В наших понятиях со словом «смерть» неразлучно связано представление о каком-то уничтожении, прекращении жизни, как же мог я думать, что умер, когда я ни на одну минуту не терял самосознания, когда я чувствовал себя таким же живым, все слышащим, видящим, сознающим, способным двигаться, думать, говорить? Даже слова доктора о том, что «все кончено», не остановили на себе моего внимания и не вызвали догадки о случившемся – настолько разнствовало то, что произошло со мною, с нашими представлениями о смерти!
Разобщение со всем окружающим, раздвоение моей личности скорее всего могло бы дать мне понять случившееся, если бы я верил в существование души, был человеком религиозным; но этого не было, и я водился лишь тем, что чувствовал, а ощущение жизни было настолько ясно, что я только недоумевал над странными явлениями, будучи совершенно не в состоянии связывать моих ощущений с традиционными понятиями о смерти, то есть, чувствуя и сознавая себя, думать, что я не существую.

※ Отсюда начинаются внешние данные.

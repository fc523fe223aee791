//! Worker thread logic for parallel directory sizing
//!
//! Each worker:
//! - Pops a directory from the shared stack (blocking while idle)
//! - Lists and sizes its children without holding the lock
//! - Pushes readable subdirectories back onto the stack
//! - Merges its local byte count and soft errors into the job
//!
//! Workers run until the controller requests shutdown.

use crate::config::UnreadablePolicy;
use crate::error::{DirOutcome, WorkerError};
use crate::probe::{EntryKind, SizeProbe};
use crate::report;
use crate::walker::state::{Expansion, SharedState};
use std::any::Any;
use std::panic::{self, AssertUnwindSafe};
use std::path::Path;
use std::sync::atomic::{AtomicU64, Ordering};
use std::sync::Arc;
use std::thread::{self, JoinHandle};
use tracing::{debug, error, trace, warn};

/// Statistics collected by a worker across all jobs
#[derive(Debug, Default)]
pub struct WorkerStats {
    /// Directories listed
    pub dirs_processed: AtomicU64,

    /// Files and symlinks sized
    pub files_found: AtomicU64,

    /// Bytes found
    pub bytes_found: AtomicU64,

    /// Soft errors encountered
    pub errors: AtomicU64,
}

impl WorkerStats {
    fn record(&self, expansion: &Expansion) {
        if expansion.listed {
            self.dirs_processed.fetch_add(1, Ordering::Relaxed);
        }
        self.files_found.fetch_add(expansion.files, Ordering::Relaxed);
        self.bytes_found.fetch_add(expansion.bytes, Ordering::Relaxed);
        self.errors.fetch_add(expansion.soft_errors, Ordering::Relaxed);
    }
}

/// Totals over the whole pool
#[derive(Debug, Default, Clone, Copy, PartialEq, Eq)]
pub struct PoolStats {
    pub dirs: u64,
    pub files: u64,
    pub bytes: u64,
    pub errors: u64,
}

/// A worker thread that drains jobs from [`SharedState`]
pub struct Worker {
    /// Worker ID
    id: usize,

    /// Thread handle
    handle: Option<JoinHandle<()>>,

    /// Worker statistics
    stats: Arc<WorkerStats>,
}

impl Worker {
    /// Spawn a new worker thread
    pub fn spawn(
        id: usize,
        state: Arc<SharedState>,
        probe: Arc<dyn SizeProbe>,
        policy: UnreadablePolicy,
    ) -> Result<Self, WorkerError> {
        let stats = Arc::new(WorkerStats::default());
        let stats_clone = Arc::clone(&stats);

        let handle = thread::Builder::new()
            .name(format!("mdu-worker-{}", id))
            .spawn(move || worker_loop(id, state, probe, policy, stats_clone))
            .map_err(|e| WorkerError::SpawnFailed {
                id,
                reason: e.to_string(),
            })?;

        Ok(Self {
            id,
            handle: Some(handle),
            stats,
        })
    }

    /// Wait for the worker to finish
    pub fn join(mut self) -> Result<(), WorkerError> {
        match self.handle.take() {
            Some(handle) => handle.join().map_err(|payload| WorkerError::Panicked {
                id: self.id,
                message: panic_message(payload.as_ref()),
            }),
            None => Ok(()),
        }
    }
}

fn panic_message(payload: &(dyn Any + Send)) -> String {
    if let Some(s) = payload.downcast_ref::<&str>() {
        (*s).to_string()
    } else if let Some(s) = payload.downcast_ref::<String>() {
        s.clone()
    } else {
        "Worker thread panicked".into()
    }
}

/// Main worker loop
fn worker_loop(
    id: usize,
    state: Arc<SharedState>,
    probe: Arc<dyn SizeProbe>,
    policy: UnreadablePolicy,
    stats: Arc<WorkerStats>,
) {
    debug!(worker = id, "Worker starting");

    while let Some(claim) = state.next_task() {
        let expanded = panic::catch_unwind(AssertUnwindSafe(|| {
            expand_directory(claim.path(), probe.as_ref(), policy)
        }));
        let (expansion, outcome) = match expanded {
            Ok(expanded) => expanded,
            Err(payload) => {
                // Keep the thread alive; the pool must not shrink
                error!(
                    worker = id,
                    path = %claim.path().display(),
                    message = %panic_message(payload.as_ref()),
                    "Panic while expanding directory"
                );
                stats.errors.fetch_add(1, Ordering::Relaxed);
                claim.finish(Expansion {
                    soft_errors: 1,
                    ..Expansion::default()
                });
                continue;
            }
        };
        stats.record(&expansion);

        match &outcome {
            DirOutcome::Expanded {
                path,
                entries,
                subdirs,
                soft_errors,
            } => {
                trace!(
                    worker = id,
                    path = %path.display(),
                    entries,
                    subdirs,
                    soft_errors,
                    "Directory expanded"
                );
            }
            DirOutcome::Unreadable { path } => {
                debug!(worker = id, path = %path.display(), "Directory unreadable");
            }
            DirOutcome::Failed { path, error } => {
                warn!(worker = id, path = %path.display(), error = %error, "Directory failed");
            }
        }

        claim.finish(expansion);
    }

    debug!(
        worker = id,
        dirs = stats.dirs_processed.load(Ordering::Relaxed),
        files = stats.files_found.load(Ordering::Relaxed),
        "Worker shutting down"
    );
}

/// List the immediate children of `path` and size them
///
/// Never touches shared state. Soft errors are counted in the returned
/// expansion; nothing here aborts the listing.
pub fn expand_directory(
    path: &Path,
    probe: &dyn SizeProbe,
    policy: UnreadablePolicy,
) -> (Expansion, DirOutcome) {
    let children = match probe.read_dir(path) {
        Ok(children) => children,
        Err(error) => {
            let mut expansion = Expansion {
                soft_errors: 1,
                ..Expansion::default()
            };
            if error.is_permission_denied() {
                report::print_unreadable(path);
                expansion.bytes = unreadable_stub(path, probe, policy);
                return (
                    expansion,
                    DirOutcome::Unreadable {
                        path: path.to_path_buf(),
                    },
                );
            }
            return (
                expansion,
                DirOutcome::Failed {
                    path: path.to_path_buf(),
                    error,
                },
            );
        }
    };

    let entries = children.len();
    let mut expansion = Expansion {
        listed: true,
        ..Expansion::default()
    };

    for child in children {
        let child = match child {
            Ok(child) => child,
            Err(error) => {
                warn!(path = %path.display(), error = %error, "Failed to read directory entry");
                expansion.soft_errors += 1;
                continue;
            }
        };

        let info = match probe.stat(&child) {
            Ok(info) => info,
            Err(error) => {
                if error.is_vanished() {
                    debug!(path = %child.display(), "Entry vanished during listing");
                } else {
                    warn!(path = %child.display(), error = %error, "Failed to stat entry");
                }
                expansion.soft_errors += 1;
                continue;
            }
        };

        match info.kind {
            EntryKind::File | EntryKind::Other => {
                expansion.bytes += info.size;
                expansion.files += 1;
            }
            EntryKind::Symlink => {
                expansion.bytes += symlink_size(&child, probe);
                expansion.files += 1;
            }
            EntryKind::Directory if info.readable => {
                expansion.subdirs.push(child);
            }
            EntryKind::Directory => {
                report::print_unreadable(&child);
                expansion.soft_errors += 1;
                if policy == UnreadablePolicy::CountEntry {
                    expansion.bytes += info.size;
                }
            }
        }
    }

    let outcome = DirOutcome::Expanded {
        path: path.to_path_buf(),
        entries,
        subdirs: expansion.subdirs.len(),
        soft_errors: expansion.soft_errors as usize,
    };
    (expansion, outcome)
}

/// Size contributed by a symlink: its target's size if that is a file
///
/// Links to directories are never followed. Broken links count as zero.
fn symlink_size(link: &Path, probe: &dyn SizeProbe) -> u64 {
    match probe.stat_target(link) {
        Ok(target) if target.kind.is_file() => target.size,
        Ok(_) => 0,
        Err(error) => {
            trace!(path = %link.display(), error = %error, "Broken symlink");
            0
        }
    }
}

/// Size charged for a directory that could not be listed
pub fn unreadable_stub(path: &Path, probe: &dyn SizeProbe, policy: UnreadablePolicy) -> u64 {
    match policy {
        UnreadablePolicy::Skip => 0,
        UnreadablePolicy::CountEntry => probe.stat(path).map_or(0, |info| info.size),
    }
}

/// Aggregate statistics from multiple workers
pub fn aggregate_stats(workers: &[Worker]) -> PoolStats {
    workers.iter().fold(PoolStats::default(), |acc, worker| PoolStats {
        dirs: acc.dirs + worker.stats.dirs_processed.load(Ordering::Relaxed),
        files: acc.files + worker.stats.files_found.load(Ordering::Relaxed),
        bytes: acc.bytes + worker.stats.bytes_found.load(Ordering::Relaxed),
        errors: acc.errors + worker.stats.errors.load(Ordering::Relaxed),
    })
}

Впоследствии мне неоднократно приходилось слышать от людей религиозных, то есть не отрицавших существования души и загробной жизни, такое мнение или предположение, что душа человека, едва только сбросит он с себя бренную плоть, сейчас же становится каким-то всеведущим существом, что для нее ничего нет непонятного и удивительного в новых сферах, в новой форме ее бытия, что она не только мгновенно входит в новые законы открывшегося ей нового мира и своего измененного существования, но что все это так сродни ей, что тот переход есть для нее как бы возвращение в настоящее отечество, возвращение к естественному ее состоянию. Такое предположение основывалось главным образом на том, что душа есть дух, а для духа не может существовать тех ограничений, какие существуют для плотского человека.

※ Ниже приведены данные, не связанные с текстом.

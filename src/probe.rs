//! Filesystem probe: the single point where mdu touches the disk
//!
//! Workers never call `std::fs` directly. Every size query, type check and
//! directory listing goes through a [`SizeProbe`], so the traversal engine
//! can be driven by the real filesystem ([`FsProbe`]) or by a synthetic
//! tree in tests.

use crate::error::{ProbeError, ProbeResult};
use std::fs::{self, Metadata};
use std::path::{Path, PathBuf};

/// Type of filesystem entry
#[derive(Debug, Clone, Copy, PartialEq, Eq, Hash)]
pub enum EntryKind {
    /// Regular file
    File,
    /// Directory
    Directory,
    /// Symbolic link
    Symlink,
    /// Device, FIFO, socket or anything else
    Other,
}

impl EntryKind {
    fn from_metadata(meta: &Metadata) -> Self {
        let ft = meta.file_type();
        if ft.is_symlink() {
            EntryKind::Symlink
        } else if ft.is_dir() {
            EntryKind::Directory
        } else if ft.is_file() {
            EntryKind::File
        } else {
            EntryKind::Other
        }
    }

    /// Check if this is a directory
    pub fn is_dir(&self) -> bool {
        *self == EntryKind::Directory
    }

    /// Check if this is a regular file
    pub fn is_file(&self) -> bool {
        *self == EntryKind::File
    }
}

/// File permissions (Unix mode bits without type)
#[derive(Debug, Clone, Copy, PartialEq, Eq)]
pub struct Permissions(pub u32);

impl Permissions {
    /// Create from full mode (strips type bits)
    pub fn from_mode(mode: u32) -> Self {
        Self(mode & 0o7777)
    }

    /// Check if owner can read
    pub fn owner_read(&self) -> bool {
        self.0 & 0o400 != 0
    }
}

/// What a probe knows about one entry
#[derive(Debug, Clone, Copy, PartialEq, Eq)]
pub struct EntryInfo {
    pub kind: EntryKind,

    /// Size in bytes as reported by the filesystem
    pub size: u64,

    /// Whether the entry may be listed (only meaningful for directories)
    pub readable: bool,
}

impl EntryInfo {
    pub fn file(size: u64) -> Self {
        Self {
            kind: EntryKind::File,
            size,
            readable: true,
        }
    }

    pub fn directory(size: u64, readable: bool) -> Self {
        Self {
            kind: EntryKind::Directory,
            size,
            readable,
        }
    }
}

/// Queries sizes and types of filesystem entries
///
/// Implementations must be shareable across the worker pool.
pub trait SizeProbe: Send + Sync {
    /// Stat `path` without following a final symlink
    fn stat(&self, path: &Path) -> ProbeResult<EntryInfo>;

    /// Stat `path`, following symlinks to their target
    fn stat_target(&self, path: &Path) -> ProbeResult<EntryInfo>;

    /// List the immediate children of a directory, as full paths
    ///
    /// The outer error means the directory could not be opened at all. An
    /// entry that fails mid-listing is reported in place, so its siblings
    /// are still returned.
    fn read_dir(&self, path: &Path) -> ProbeResult<Vec<ProbeResult<PathBuf>>>;
}

/// [`SizeProbe`] backed by the local filesystem
#[derive(Debug, Clone, Copy, Default)]
pub struct FsProbe;

impl FsProbe {
    pub fn new() -> Self {
        Self
    }

    fn info(meta: &Metadata) -> EntryInfo {
        let kind = EntryKind::from_metadata(meta);
        EntryInfo {
            kind,
            size: meta.len(),
            readable: is_readable(meta),
        }
    }
}

/// Readability is judged from the owner-read permission bit, not from the
/// effective uid, so results do not depend on who runs the scan.
#[cfg(unix)]
fn is_readable(meta: &Metadata) -> bool {
    use std::os::unix::fs::PermissionsExt;
    Permissions::from_mode(meta.permissions().mode()).owner_read()
}

#[cfg(not(unix))]
fn is_readable(_meta: &Metadata) -> bool {
    true
}

impl SizeProbe for FsProbe {
    fn stat(&self, path: &Path) -> ProbeResult<EntryInfo> {
        fs::symlink_metadata(path)
            .map(|m| Self::info(&m))
            .map_err(|e| ProbeError::from_io(path, e))
    }

    fn stat_target(&self, path: &Path) -> ProbeResult<EntryInfo> {
        fs::metadata(path)
            .map(|m| Self::info(&m))
            .map_err(|e| ProbeError::from_io(path, e))
    }

    fn read_dir(&self, path: &Path) -> ProbeResult<Vec<ProbeResult<PathBuf>>> {
        let iter = fs::read_dir(path).map_err(|e| ProbeError::from_io(path, e))?;

        Ok(iter
            .map(|entry| {
                entry
                    .map(|e| e.path())
                    .map_err(|e| ProbeError::from_io(path, e))
            })
            .collect())
    }
}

Предположение такое, конечно, совершенно неверно.
Из вышеописанного читатель видит, что я явился в этот новый мир совершенно таким же, каким ушел из старого, то есть почти с теми же способностями, понятиями и познаниями, какие имел, живя на земле.
Так, желая как-нибудь заявить о себе, я прибегал к таким же приемам, какие обыкновенно употребляются для этого всеми живыми людьми, то есть я, старался дотронуться, толкнуть кого-нибудь; заметив новое свойство своего тела, я находил это странным; следовательно, понятия у меня оставались прежние; иначе это не было бы для меня странным, и, желая убедиться в существовании моего тела, я опять-таки прибегал к обычному мне, как человеку, для этого способу.